WORK REQUEST
Narrow the data below down to the lines containing "Deserialize".

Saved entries
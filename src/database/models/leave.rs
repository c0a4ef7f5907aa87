use chrono::{DateTime, NaiveDate, Utc};
use serde::{Deserialize, Serialize};
use uuid::Uuid;

use super::macros::db_enum;

db_enum! {
    #[derive(Debug, Clone, Copy, Serialize, Deserialize, PartialEq, Eq)]
    #[serde(rename_all = "snake_case")]
    pub enum LeaveType {
        Casual => "casual",
        Sick => "sick",
        Earned => "earned",
        Maternity => "maternity",
        Paternity => "paternity",
        Bereavement => "bereavement",
        Other => "other",
    }
}

impl Default for LeaveType {
    fn default() -> Self {
        LeaveType::Casual
    }
}

db_enum! {
    #[derive(Debug, Clone, Copy, Serialize, Deserialize, PartialEq, Eq)]
    #[serde(rename_all = "snake_case")]
    pub enum LeaveStatus {
        Pending => "pending",
        Approved => "approved",
        Rejected => "rejected",
        Cancelled => "cancelled",
    }
}

impl LeaveStatus {
    /// The full transition table: a pending request can be approved,
    /// rejected or cancelled; an approved request can still be cancelled.
    /// Everything else is illegal.
    pub fn can_transition_to(&self, next: LeaveStatus) -> bool {
        match (self, next) {
            (LeaveStatus::Pending, LeaveStatus::Approved)
            | (LeaveStatus::Pending, LeaveStatus::Rejected)
            | (LeaveStatus::Pending, LeaveStatus::Cancelled)
            | (LeaveStatus::Approved, LeaveStatus::Cancelled) => true,
            _ => false,
        }
    }
}

#[derive(Debug, Clone, Serialize, Deserialize, sqlx::FromRow)]
#[serde(rename_all = "camelCase")]
pub struct LeaveRequest {
    pub id: Uuid,
    pub employee_id: Uuid,
    pub leave_type: LeaveType,
    pub start_date: NaiveDate,
    pub end_date: NaiveDate,
    pub reason: String,
    pub status: LeaveStatus,
    /// Fixed at creation; never updated afterwards.
    pub applied_date: DateTime<Utc>,
    pub approved_by: Option<Uuid>,
    pub approval_date: Option<DateTime<Utc>>,
    pub created_at: DateTime<Utc>,
    pub updated_at: DateTime<Utc>,
}

#[derive(Debug, Clone, Deserialize)]
#[serde(rename_all = "camelCase")]
pub struct LeaveRequestInput {
    /// Who the leave is for. Ignored for plain employees, who can only
    /// apply for themselves.
    pub employee_id: Option<Uuid>,
    #[serde(default)]
    pub leave_type: LeaveType,
    pub start_date: NaiveDate,
    pub end_date: NaiveDate,
    pub reason: String,
}

#[derive(Debug, Deserialize)]
pub struct LeaveStatusInput {
    pub status: LeaveStatus,
}

#[derive(Debug, Deserialize)]
pub struct LeaveQuery {
    pub status: Option<LeaveStatus>,
}

#[cfg(test)]
mod tests {
    use super::*;

    #[test]
    fn pending_can_reach_every_terminal_state() {
        assert!(LeaveStatus::Pending.can_transition_to(LeaveStatus::Approved));
        assert!(LeaveStatus::Pending.can_transition_to(LeaveStatus::Rejected));
        assert!(LeaveStatus::Pending.can_transition_to(LeaveStatus::Cancelled));
    }

    #[test]
    fn approved_can_only_be_cancelled() {
        assert!(LeaveStatus::Approved.can_transition_to(LeaveStatus::Cancelled));
        assert!(!LeaveStatus::Approved.can_transition_to(LeaveStatus::Approved));
        assert!(!LeaveStatus::Approved.can_transition_to(LeaveStatus::Rejected));
        assert!(!LeaveStatus::Approved.can_transition_to(LeaveStatus::Pending));
    }

    #[test]
    fn self_transitions_and_reopening_are_illegal() {
        assert!(!LeaveStatus::Pending.can_transition_to(LeaveStatus::Pending));
        assert!(!LeaveStatus::Rejected.can_transition_to(LeaveStatus::Approved));
        assert!(!LeaveStatus::Rejected.can_transition_to(LeaveStatus::Cancelled));
        assert!(!LeaveStatus::Cancelled.can_transition_to(LeaveStatus::Pending));
        assert!(!LeaveStatus::Cancelled.can_transition_to(LeaveStatus::Approved));
    }
}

YOUR RESPONSE
use serde::{Deserialize, Serialize};
    #[derive(Debug, Clone, Copy, Serialize, Deserialize, PartialEq, Eq)]
    #[derive(Debug, Clone, Copy, Serialize, Deserialize, PartialEq, Eq)]
#[derive(Debug, Clone, Serialize, Deserialize, sqlx::FromRow)]
#[derive(Debug, Clone, Deserialize)]
#[derive(Debug, Deserialize)]
#[derive(Debug, Deserialize)]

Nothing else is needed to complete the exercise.